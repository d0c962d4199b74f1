use std::prelude::v1::*;
use std::fs::File;
use std::time::Duration;
use std::io::{self, BufRead, Read, Write as IoWrite, stdin, stdout};
use std::sync::mpsc::{channel, Sender, TryRecvError};
use std::{fmt, thread};

use clap::Parser;

use crossterm::{cursor, execute, queue};
use crossterm::tty::IsTty;
use crossterm::event::{self, Event, KeyCode, KeyModifiers};
use crossterm::terminal::{self, ClearType};
use crossterm::style::{ResetColor, SetForegroundColor, Color, Print};

use crate::ast::{Block, Project};
use crate::board::{BoardConfig, BoardConfigError};
use crate::compiler::{Compiler, Context};
use crate::protocol::UnitRef;
use crate::registry::IdentityRegistry;
use crate::scheduler::{self, CompiledUnit};
use crate::session::{Feedback, PinReading, Settings, Status};
use crate::std_system::{BoardLink, Request};

const POLL_INTERVAL: Duration = Duration::from_millis(10);

macro_rules! crash {
    ($ret:literal : $($tt:tt)*) => {{
        eprint!($($tt)*);
        eprint!("\r\n");
        std::process::exit($ret);
    }}
}

struct AtExit<F: FnOnce()>(Option<F>);
impl<F: FnOnce()> AtExit<F> {
    fn new(f: F) -> Self { Self(Some(f)) }
}
impl<F: FnOnce()> Drop for AtExit<F> {
    fn drop(&mut self) {
        if let Some(f) = self.0.take() { f() }
    }
}

/// WhiteCat board actions that can be performed
#[derive(Parser, Debug)]
pub enum Mode {
    /// Compiles a (json) block file and prints the generated lua program to stdout
    Compile {
        /// Path to the (json) block file
        src: String,
        /// Path to the (json) board description
        #[clap(long)]
        board: Option<String>,
    },
    /// Compiles a (json) block file, uploads it to a board, and streams its feedback
    Run {
        /// Path to the (json) block file
        src: String,
        /// Path to the serial device the board is attached to (already set to the board's baud rate)
        #[clap(long)]
        device: String,
        /// Path to the (json) board description
        #[clap(long)]
        board: Option<String>,

        /// Disables yielding in loops and waits, which runs each script to completion before the next
        #[clap(long)]
        no_yield: bool,
    },
    /// Sends raw lua lines typed on stdin to the board console
    Repl {
        /// Path to the serial device the board is attached to (already set to the board's baud rate)
        #[clap(long)]
        device: String,
    },
}

#[derive(Debug)]
enum OpenProjectError {
    ParseError { error: serde_json::Error },
    NoScripts,
    BoardError { error: BoardConfigError },
}
impl From<BoardConfigError> for OpenProjectError { fn from(error: BoardConfigError) -> Self { Self::BoardError { error } } }
impl fmt::Display for OpenProjectError {
    fn fmt(&self, f: &mut fmt::Formatter<'_>) -> fmt::Result {
        match self {
            OpenProjectError::ParseError { error } => write!(f, "failed to parse block file: {error}"),
            OpenProjectError::NoScripts => write!(f, "block file had no scripts"),
            OpenProjectError::BoardError { error } => write!(f, "{error}"),
        }
    }
}

fn read_file(src: &str) -> io::Result<String> {
    let mut file = File::open(src)?;
    let mut s = String::new();
    file.read_to_string(&mut s)?;
    Ok(s)
}
fn open_project(content: &str) -> Result<Project, OpenProjectError> {
    let project: Project = match serde_json::from_str(content) {
        Ok(x) => x,
        Err(error) => return Err(OpenProjectError::ParseError { error }),
    };
    match project.scripts.is_empty() {
        true => Err(OpenProjectError::NoScripts),
        false => Ok(project),
    }
}
fn open_board(src: Option<&str>) -> Result<BoardConfig, OpenProjectError> {
    match src {
        Some(src) => {
            let content = read_file(src).unwrap_or_else(|_| crash!(1: "failed to read file '{src}'"));
            Ok(BoardConfig::from_json(&content)?)
        }
        None => Ok(BoardConfig::default()),
    }
}

/// Scripts are identified by their position in the block file.
fn script_chains(project: &Project) -> Vec<(usize, Block)> {
    project.scripts.iter().cloned().enumerate().collect()
}

fn compile_project(project: &Project, board: &BoardConfig, settings: Settings) -> String {
    let mut registry = IdentityRegistry::new();
    let mut compiler = Compiler::new(board);
    let mut units = Vec::with_capacity(project.scripts.len());
    for (origin, block) in project.scripts.iter().enumerate() {
        let id = registry.assign(origin);
        compiler.start_unit();
        match compiler.compile(block, Context { unit: UnitRef::Id(id), should_yield: settings.should_yield }) {
            Ok(source) => units.push(CompiledUnit { id, source, origin }),
            Err(e) => crash!(3: "script {origin}: {e}"),
        }
    }
    for diagnostic in compiler.diagnostics() {
        eprintln!("warning: {diagnostic}");
    }
    let to_start = units.iter().map(|x| x.id).collect::<Vec<_>>();
    scheduler::build_program(&units, &to_start)
}

enum Message {
    Line(String),
    Status(String),
}

/// Feedback that forwards everything to the terminal thread.
struct TermFeedback {
    sender: Sender<Message>,
}
impl TermFeedback {
    fn line(&self, line: String) {
        let _ = self.sender.send(Message::Line(line));
    }
}
impl Feedback<usize> for TermFeedback {
    fn show_bubble(&mut self, origin: &usize, content: &str) {
        self.line(format!("script {origin} > {content:?}"));
    }
    fn set_highlighted(&mut self, origin: &usize, highlighted: bool) {
        log::debug!("script {origin} {}", if highlighted { "running" } else { "stopped" });
    }
    fn update_pin_widget(&mut self, pin: u32, value: PinReading) {
        match value {
            PinReading::Digital(x) => self.line(format!("pin {pin} = {x}")),
            PinReading::Analog(x) => self.line(format!("pin {pin} = {x}")),
        }
    }
    fn update_variable_watcher(&mut self, name: &str, value: &str) {
        self.line(format!("{name} = {value}"));
    }
    fn status(&mut self, status: Status) {
        let text = match status {
            Status::Ready => "board ready".into(),
            Status::Uploading { chunks } => format!("uploading ({chunks} chunks)"),
            Status::Uploaded => "uploaded".into(),
            Status::Unchanged => "program unchanged".into(),
            Status::Stopped => "stopped".into(),
            Status::Suspended => "suspended".into(),
            Status::Resumed => "resumed".into(),
            Status::Inert(diagnostic) => format!("warning: {diagnostic}"),
            Status::CompileFailed(error) => format!("compile error: {error}"),
            Status::ResetRequired => "write failed, please reset the board".into(),
            Status::Unresponsive => "board stopped responding".into(),
            Status::Disconnected => "disconnected".into(),
        };
        let _ = self.sender.send(Message::Status(text));
    }
    fn device_output(&mut self, line: &str) {
        self.line(format!("board: {line}"));
    }
}

fn open_link(device: &str, board: BoardConfig, settings: Settings) -> (BoardLink<usize>, std::sync::mpsc::Receiver<Message>) {
    let (sender, receiver) = channel();
    let link = BoardLink::open(device, board, settings, TermFeedback { sender })
        .unwrap_or_else(|e| crash!(4: "failed to open '{device}': {e}"));
    (link, receiver)
}

fn run_proj_tty(project: &Project, device: &str, board: BoardConfig, settings: Settings) {
    let (link, messages) = open_link(device, board, settings);

    terminal::enable_raw_mode().unwrap_or_else(|e| crash!(5: "failed to enter raw mode: {e}"));
    let _ = execute!(stdout(), cursor::Hide);
    let _tty_mode_guard = AtExit::new(|| {
        let _ = terminal::disable_raw_mode();
        let _ = execute!(stdout(), cursor::Show);
    });

    let old_panic_hook = std::panic::take_hook();
    std::panic::set_hook(Box::new(move |ctx| {
        let _ = terminal::disable_raw_mode();
        old_panic_hook(ctx);
    }));

    let mut term_size = terminal::size().unwrap_or((80, 24));
    let mut status = String::from("connecting (esc: stop all, p: suspend, c: resume, r: run again, ctrl-c: quit)");
    let mut update_flag = true;

    link.send(Request::Run(script_chains(project)));

    'program: loop {
        while event::poll(Duration::from_secs(0)).unwrap_or(false) {
            match event::read() {
                Ok(Event::Key(key)) => match key.code {
                    KeyCode::Char('c') if key.modifiers == KeyModifiers::CONTROL => break 'program,
                    KeyCode::Esc => { link.send(Request::StopAll); }
                    KeyCode::Char('p') => { link.send(Request::SuspendAll); }
                    KeyCode::Char('c') => { link.send(Request::ResumeAll); }
                    KeyCode::Char('r') => { link.send(Request::Run(script_chains(project))); }
                    _ => (),
                }
                Ok(Event::Resize(c, r)) => {
                    term_size = (c, r);
                    update_flag = true;
                }
                _ => (),
            }
        }

        loop {
            match messages.try_recv() {
                Ok(Message::Line(line)) => {
                    let _ = queue!(stdout(), terminal::Clear(ClearType::CurrentLine), Print(line), Print("\r\n"));
                    update_flag = true;
                }
                Ok(Message::Status(text)) => {
                    status = text;
                    update_flag = true;
                }
                Err(TryRecvError::Empty) => break,
                Err(TryRecvError::Disconnected) => break 'program,
            }
        }

        if update_flag {
            update_flag = false;
            let _ = queue!(stdout(),
                cursor::SavePosition,
                cursor::MoveTo(0, term_size.1.saturating_sub(1)),
                terminal::Clear(ClearType::CurrentLine),
                SetForegroundColor(Color::Blue),
                Print(&status),
                ResetColor,
                cursor::RestorePosition);
            let _ = stdout().flush();
        }

        thread::sleep(POLL_INTERVAL);
    }

    let _ = execute!(stdout(), terminal::Clear(ClearType::CurrentLine));
    if let Err(e) = link.close() {
        log::info!("link closed: {e}");
    }
}
fn run_proj_non_tty(project: &Project, device: &str, board: BoardConfig, settings: Settings) {
    let (link, messages) = open_link(device, board, settings);
    link.send(Request::Run(script_chains(project)));
    for message in messages {
        match message {
            Message::Line(line) => println!("{line}"),
            Message::Status(text) => println!("[{text}]"),
        }
    }
    if let Err(e) = link.close() {
        crash!(6: "{e}");
    }
}
fn run_repl(device: &str, settings: Settings) {
    let (link, messages) = open_link(device, BoardConfig::default(), settings);
    let printer = thread::spawn(move || {
        for message in messages {
            match message {
                Message::Line(line) => println!("{line}"),
                Message::Status(text) => println!("[{text}]"),
            }
        }
    });
    for line in stdin().lock().lines() {
        let line = match line {
            Ok(x) => x,
            Err(_) => break,
        };
        if !link.send(Request::Raw(line)) {
            break;
        }
    }
    if let Err(e) = link.close() {
        log::info!("link closed: {e}");
    }
    let _ = printer.join();
}

pub fn run(mode: Mode, settings: Settings) {
    match mode {
        Mode::Compile { src, board } => {
            let content = read_file(&src).unwrap_or_else(|_| crash!(1: "failed to read file '{src}'"));
            let project = open_project(&content).unwrap_or_else(|e| crash!(2: "{e}"));
            let board = open_board(board.as_deref()).unwrap_or_else(|e| crash!(2: "{e}"));

            print!("{}", compile_project(&project, &board, settings));
        }
        Mode::Run { src, device, board, no_yield } => {
            let content = read_file(&src).unwrap_or_else(|_| crash!(1: "failed to read file '{src}'"));
            let project = open_project(&content).unwrap_or_else(|e| crash!(2: "{e}"));
            let board = open_board(board.as_deref()).unwrap_or_else(|e| crash!(2: "{e}"));
            let settings = Settings { should_yield: settings.should_yield && !no_yield, ..settings };

            if stdout().is_tty() {
                run_proj_tty(&project, &device, board, settings);
            } else {
                run_proj_non_tty(&project, &device, board, settings);
            }
        }
        Mode::Repl { device } => run_repl(&device, settings),
    }
}

#[test]
fn test_open_project() {
    assert!(matches!(open_project("{\"scripts\": []}"), Err(OpenProjectError::NoScripts)));
    assert!(matches!(open_project("{\"scripts\": "), Err(OpenProjectError::ParseError { .. })));
    let project = open_project(r#"{"name": "blink", "scripts": [{"selector": "receiveGo", "kind": "hat"}]}"#).unwrap();
    assert_eq!(project.name, "blink");
    assert_eq!(script_chains(&project).len(), 1);
}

Required action =>
Look above for the line with "let content = read_file(src).unwrap_or_else(|_|"; retype exactly that line, every line after it up to the line with "impl Feedback<usize> for", and that line too, nothing else.

Worked solution =>
            let content = read_file(src).unwrap_or_else(|_| crash!(1: "failed to read file '{src}'"));
            Ok(BoardConfig::from_json(&content)?)
        }
        None => Ok(BoardConfig::default()),
    }
}

/// Scripts are identified by their position in the block file.
fn script_chains(project: &Project) -> Vec<(usize, Block)> {
    project.scripts.iter().cloned().enumerate().collect()
}

fn compile_project(project: &Project, board: &BoardConfig, settings: Settings) -> String {
    let mut registry = IdentityRegistry::new();
    let mut compiler = Compiler::new(board);
    let mut units = Vec::with_capacity(project.scripts.len());
    for (origin, block) in project.scripts.iter().enumerate() {
        let id = registry.assign(origin);
        compiler.start_unit();
        match compiler.compile(block, Context { unit: UnitRef::Id(id), should_yield: settings.should_yield }) {
            Ok(source) => units.push(CompiledUnit { id, source, origin }),
            Err(e) => crash!(3: "script {origin}: {e}"),
        }
    }
    for diagnostic in compiler.diagnostics() {
        eprintln!("warning: {diagnostic}");
    }
    let to_start = units.iter().map(|x| x.id).collect::<Vec<_>>();
    scheduler::build_program(&units, &to_start)
}

enum Message {
    Line(String),
    Status(String),
}

/// Feedback that forwards everything to the terminal thread.
struct TermFeedback {
    sender: Sender<Message>,
}
impl TermFeedback {
    fn line(&self, line: String) {
        let _ = self.sender.send(Message::Line(line));
    }
}
impl Feedback<usize> for TermFeedback {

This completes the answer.